(Dataset entries)
________________________

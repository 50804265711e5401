//! Dashboard models.

use jiff::Timestamp;
use uuid::Uuid;

/// Platform-wide counters for the admin overview.
#[derive(Debug, Clone, Copy, PartialEq, Eq)]
pub struct PlatformStats {
    pub projects: u64,
    pub designs: u64,
    pub users: u64,

    /// Completed sales count.
    pub sales: u64,

    /// Sum of completed-sale amounts, in minor currency units.
    pub revenue: u64,
}

/// What a feed entry refers to.
#[derive(Debug, Clone, Copy, PartialEq, Eq)]
pub enum ActivityKind {
    Design,
    Project,
}

impl ActivityKind {
    #[must_use]
    pub const fn as_str(self) -> &'static str {
        match self {
            Self::Design => "design",
            Self::Project => "project",
        }
    }
}

/// One entry in the recent-activity feed.
#[derive(Debug, Clone)]
pub struct ActivityItem {
    pub kind: ActivityKind,
    pub uuid: Uuid,
    pub title: String,

    /// Display message shown in the feed.
    pub message: String,

    /// Thumbnail for design entries.
    pub image_url: Option<String>,

    pub created_at: Timestamp,
}
//! Multipart upload helpers.
//!
//! Uploaded files are restricted to small per-purpose extension allow-lists
//! before anything is sent to the file-hosting provider.

use salvo::{http::form::FilePart, prelude::*};
use tracing::error;

use atelier_app::media::{MediaStoreError, NewUpload};

use crate::extensions::*;

/// Cover and gallery images.
pub(crate) const IMAGE_EXTENSIONS: &[&str] = &["jpg", "jpeg", "png"];

/// Design documentation.
pub(crate) const DOCUMENT_EXTENSIONS: &[&str] = &["pdf", "doc", "docx"];

/// 3D model assets.
pub(crate) const MODEL_EXTENSIONS: &[&str] = &["glb", "gltf"];

/// Read an uploaded part into an upload payload, enforcing `allowed`
/// extensions.
pub(crate) async fn read_upload(
    file: &FilePart,
    allowed: &[&str],
) -> Result<NewUpload, StatusError> {
    let filename = file.name().unwrap_or("upload").to_string();

    if !has_allowed_extension(&filename, allowed) {
        return Err(StatusError::bad_request().brief(format!(
            "File type not allowed; expected one of: {}",
            allowed.join(", ")
        )));
    }

    let bytes = tokio::fs::read(file.path())
        .await
        .or_500("failed to read uploaded file")?;

    Ok(NewUpload { bytes, filename })
}

/// Provider failures surface as a plain 500; the details stay in the logs.
pub(crate) fn media_into_status_error(error: MediaStoreError) -> StatusError {
    error!("media store request failed: {error}");

    StatusError::internal_server_error()
}

fn has_allowed_extension(filename: &str, allowed: &[&str]) -> bool {
    filename
        .rsplit_once('.')
        .map(|(_stem, extension)| extension.to_ascii_lowercase())
        .is_some_and(|extension| allowed.contains(&extension.as_str()))
}

#[cfg(test)]
mod tests {
    use super::*;

    #[test]
    fn extensions_match_case_insensitively() {
        assert!(has_allowed_extension("plan.PDF", DOCUMENT_EXTENSIONS));
        assert!(has_allowed_extension("cover.jpeg", IMAGE_EXTENSIONS));
        assert!(has_allowed_extension("model.glb", MODEL_EXTENSIONS));
    }

    #[test]
    fn wrong_or_missing_extensions_are_rejected() {
        assert!(!has_allowed_extension("plan.exe", DOCUMENT_EXTENSIONS));
        assert!(!has_allowed_extension("plan", DOCUMENT_EXTENSIONS));
        assert!(!has_allowed_extension("cover.gif", IMAGE_EXTENSIONS));
    }
}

________________________

> ASSIGNED TASK
Above are the records; repeat exactly the lines from the one holding "use uuid::Uuid;" down to the one holding "for design entries.", end lines included.

> RESPONSE TO THIS TASK
use uuid::Uuid;

/// Platform-wide counters for the admin overview.
#[derive(Debug, Clone, Copy, PartialEq, Eq)]
pub struct PlatformStats {
    pub projects: u64,
    pub designs: u64,
    pub users: u64,

    /// Completed sales count.
    pub sales: u64,

    /// Sum of completed-sale amounts, in minor currency units.
    pub revenue: u64,
}

/// What a feed entry refers to.
#[derive(Debug, Clone, Copy, PartialEq, Eq)]
pub enum ActivityKind {
    Design,
    Project,
}

impl ActivityKind {
    #[must_use]
    pub const fn as_str(self) -> &'static str {
        match self {
            Self::Design => "design",
            Self::Project => "project",
        }
    }
}

/// One entry in the recent-activity feed.
#[derive(Debug, Clone)]
pub struct ActivityItem {
    pub kind: ActivityKind,
    pub uuid: Uuid,
    pub title: String,

    /// Display message shown in the feed.
    pub message: String,

    /// Thumbnail for design entries.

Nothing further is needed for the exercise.